When the depub.org domain became unavailable in mid-October 2010, the service moved to depub.info for a short time. However, this site was soon unavailable as well. Between November 10, 2010, and July 13, 2011, when a Twitter message was sent to the tagesschau.de archive, there were no public messages from the depub.org activists.

=== Evaluation & Berlin requirements 2014 ===
On July 1, 2014, the Berlin House of Deputies called on the Senate to review the practice, which had been in place for five years, and to abolish the obligation to depublish.

Netzpolitik.org reported in 2017 that it was "difficult to explain to viewers why contributions financed by the general public should not be permanently available". The vast majority of federal states are in favor of abolition.

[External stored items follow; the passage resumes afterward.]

//! Port orientation and the shared sync blob.

use serde::{Deserialize, Serialize};
use serde_json::{Map, Value};

/// Persisted and networked state shared between a part and its mirrors.
///
/// Each component owns a handful of keys; the port owns `"iodir"`.
pub type SyncData = Map<String, Value>;

/// Which way resource flows through a port, seen from the structure.
#[derive(Debug, Clone, Copy, PartialEq, Eq, Hash, Default, Serialize, Deserialize)]
#[serde(rename_all = "lowercase")]
pub enum IoDirection {
    /// Resource flows from the neighbor into the structure.
    #[default]
    Input,
    /// Resource flows from the structure out to the neighbor.
    Output,
}

impl IoDirection {
    /// `true` for [`IoDirection::Input`].
    pub fn is_input(self) -> bool {
        matches!(self, IoDirection::Input)
    }

    /// `true` for [`IoDirection::Output`].
    pub fn is_output(self) -> bool {
        matches!(self, IoDirection::Output)
    }

    /// The other direction.
    pub fn toggled(self) -> Self {
        match self {
            IoDirection::Input => IoDirection::Output,
            IoDirection::Output => IoDirection::Input,
        }
    }

    /// Ordinal tag written to the sync blob.
    pub fn ordinal(self) -> u8 {
        match self {
            IoDirection::Input => 0,
            IoDirection::Output => 1,
        }
    }

    /// Inverse of [`IoDirection::ordinal`].
    pub fn from_ordinal(ordinal: u64) -> Option<Self> {
        match ordinal {
            0 => Some(IoDirection::Input),
            1 => Some(IoDirection::Output),
            _ => None,
        }
    }

    /// Read a direction stored under `key`, falling back to `default` when the
    /// key is missing or does not hold a known ordinal.
    pub fn read(data: &SyncData, key: &str, default: IoDirection) -> IoDirection {
        data.get(key)
            .and_then(Value::as_u64)
            .and_then(Self::from_ordinal)
            .unwrap_or(default)
    }

    /// Store `value` under `key`.
    pub fn write(data: &mut SyncData, key: &str, value: IoDirection) {
        data.insert(key.to_string(), Value::from(value.ordinal()));
    }

    /// Short label used in status lines.
    pub fn label(self) -> &'static str {
        match self {
            IoDirection::Input => "input",
            IoDirection::Output => "output",
        }
    }
}

/// How a port handler was configured when the structure placed it.
///
/// Active handlers belong to ports that push on their own; passive handlers
/// wait for the neighbor to pull or push through the exposed capability.
#[derive(Debug, Clone, Copy, PartialEq, Eq, Hash, Default, Serialize, Deserialize)]
#[serde(rename_all = "lowercase")]
pub enum IoMode {
    /// The port drives transfers.
    Active,
    /// The neighbor drives transfers.
    #[default]
    Passive,
}

impl IoMode {
    /// `true` for [`IoMode::Active`].
    pub fn is_active(self) -> bool {
        matches!(self, IoMode::Active)
    }

    /// `true` for [`IoMode::Passive`].
    pub fn is_passive(self) -> bool {
        matches!(self, IoMode::Passive)
    }
}

#[cfg(test)]
mod tests {
    use super::*;
    use serde_json::json;

    #[test]
    fn read_falls_back_on_missing_or_corrupt_values() {
        let mut data = SyncData::new();
        assert_eq!(
            IoDirection::read(&data, "iodir", IoDirection::Input),
            IoDirection::Input
        );

        data.insert("iodir".to_string(), json!("sideways"));
        assert_eq!(
            IoDirection::read(&data, "iodir", IoDirection::Output),
            IoDirection::Output
        );

        data.insert("iodir".to_string(), json!(7));
        assert_eq!(
            IoDirection::read(&data, "iodir", IoDirection::Input),
            IoDirection::Input
        );

        data.insert("iodir".to_string(), json!(-1));
        assert_eq!(
            IoDirection::read(&data, "iodir", IoDirection::Input),
            IoDirection::Input
        );
    }

    #[test]
    fn write_stores_the_ordinal() {
        let mut data = SyncData::new();
        IoDirection::write(&mut data, "iodir", IoDirection::Output);
        assert_eq!(data.get("iodir"), Some(&json!(1)));
        assert_eq!(
            IoDirection::read(&data, "iodir", IoDirection::Input),
            IoDirection::Output
        );
    }

    #[test]
    fn predicates_are_exclusive() {
        assert!(IoDirection::Input.is_input() && !IoDirection::Input.is_output());
        assert!(IoDirection::Output.is_output() && !IoDirection::Output.is_input());
        assert_eq!(IoDirection::Input.toggled(), IoDirection::Output);
        assert!(IoMode::default().is_passive());
    }
}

=== Reform concept of the ZDF ===
Since May 2019, public broadcasters have been allowed to develop new digital offerings, provided they are based on a concept approved by the supervisory bodies.

The ZDF presented a reform concept for this in 2019. According to this concept, contemporary and cultural history archives with informative, educational, and cultural telemedia will be offered for an unlimited period. On the other hand, educational content from the fields of science, technology, theology or ethics, political education, the environment, work, and social affairs, as well as cultural content that documents cultural achievements in their social context, will be discontinued after five years.

A total of 17 comments were received by the deadline of October 28. In a joint open letter to the ZDF Television Council, the GEW trade union, the German Library Association, and Wikimedia, among others, called for a rethink. This reform concept would not do justice to "the important role of public broadcasting in the German educational landscape of the 21st century".